**Data supplied:**
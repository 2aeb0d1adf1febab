//! Plan computation
//!
//! Turns one or more goal targets into a flat, deterministically ordered
//! execution plan: the transitive hard-dependency closure of the goals,
//! topologically sorted over hard and soft edges with a lexicographic
//! tie-break. The executor walks the plan in order with no further graph
//! logic of its own.

use std::collections::{BTreeSet, HashMap, HashSet};

use serde::Serialize;
use thiserror::Error;

use super::graph::TargetGraph;

#[derive(Debug, Error, PartialEq, Eq)]
pub enum PlanError {
    #[error("Unknown goal: {0}")]
    UnknownGoal(String),

    #[error("Ordering cycle among scheduled targets: {}", .0.join(", "))]
    Cycle(Vec<String>),
}

/// An ordered sequence of target names ready for execution
#[derive(Debug, Clone, PartialEq, Eq, Serialize)]
#[serde(transparent)]
pub struct Plan(Vec<String>);

impl Plan {
    /// Iterates over target names in execution order
    pub fn iter(&self) -> impl Iterator<Item = &str> {
        self.0.iter().map(String::as_str)
    }

    /// Returns true if the plan includes the target
    pub fn contains(&self, name: &str) -> bool {
        self.0.iter().any(|n| n == name)
    }

    /// Returns the number of targets in the plan
    pub fn len(&self) -> usize {
        self.0.len()
    }

    /// Returns true if the plan is empty
    pub fn is_empty(&self) -> bool {
        self.0.is_empty()
    }

    /// Returns the plan as a slice of names
    pub fn as_slice(&self) -> &[String] {
        &self.0
    }
}

/// Computes the execution plan for the given goals
///
/// The plan contains exactly the union of each goal's transitive
/// hard-dependency closure, ordered once globally. Soft edges are honored
/// only between targets that are both in that closure; they never pull a
/// target into the plan. Ties between simultaneously ready targets break
/// toward the lexicographically smallest name, so the same graph and goals
/// always yield the same plan.
pub fn plan<S: AsRef<str>>(graph: &TargetGraph, goals: &[S]) -> Result<Plan, PlanError> {
    for goal in goals {
        if !graph.contains(goal.as_ref()) {
            return Err(PlanError::UnknownGoal(goal.as_ref().to_string()));
        }
    }

    // Transitive closure over hard edges only
    let mut reachable: HashSet<&str> = HashSet::new();
    let mut stack: Vec<&str> = Vec::new();
    for goal in goals {
        if let Some(target) = graph.target(goal.as_ref()) {
            stack.push(target.name.as_str());
        }
    }
    while let Some(name) = stack.pop() {
        if reachable.insert(name) {
            stack.extend(graph.hard_dependencies(name));
        }
    }

    // Kahn's algorithm over hard and soft edges within the closure,
    // popping the smallest ready name first
    let mut indegree: HashMap<&str, usize> = HashMap::new();
    for &name in &reachable {
        let count = graph
            .predecessors(name)
            .into_iter()
            .filter(|pred| reachable.contains(pred))
            .count();
        indegree.insert(name, count);
    }

    let mut ready: BTreeSet<&str> = indegree
        .iter()
        .filter(|(_, &count)| count == 0)
        .map(|(&name, _)| name)
        .collect();

    let mut order: Vec<String> = Vec::with_capacity(reachable.len());
    while let Some(name) = ready.pop_first() {
        order.push(name.to_string());
        for succ in graph.successors(name) {
            if let Some(count) = indegree.get_mut(succ) {
                *count -= 1;
                if *count == 0 {
                    ready.insert(succ);
                }
            }
        }
    }

    if order.len() < reachable.len() {
        let mut stuck: Vec<String> = indegree
            .into_iter()
            .filter(|(_, count)| *count > 0)
            .map(|(name, _)| name.to_string())
            .collect();
        stuck.sort_unstable();
        return Err(PlanError::Cycle(stuck));
    }

    Ok(Plan(order))
}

**Work to complete:**
Copy each line of the preceding material that contains "usize".

**The completed task:**
    pub fn len(&self) -> usize {
    let mut indegree: HashMap<&str, usize> = HashMap::new();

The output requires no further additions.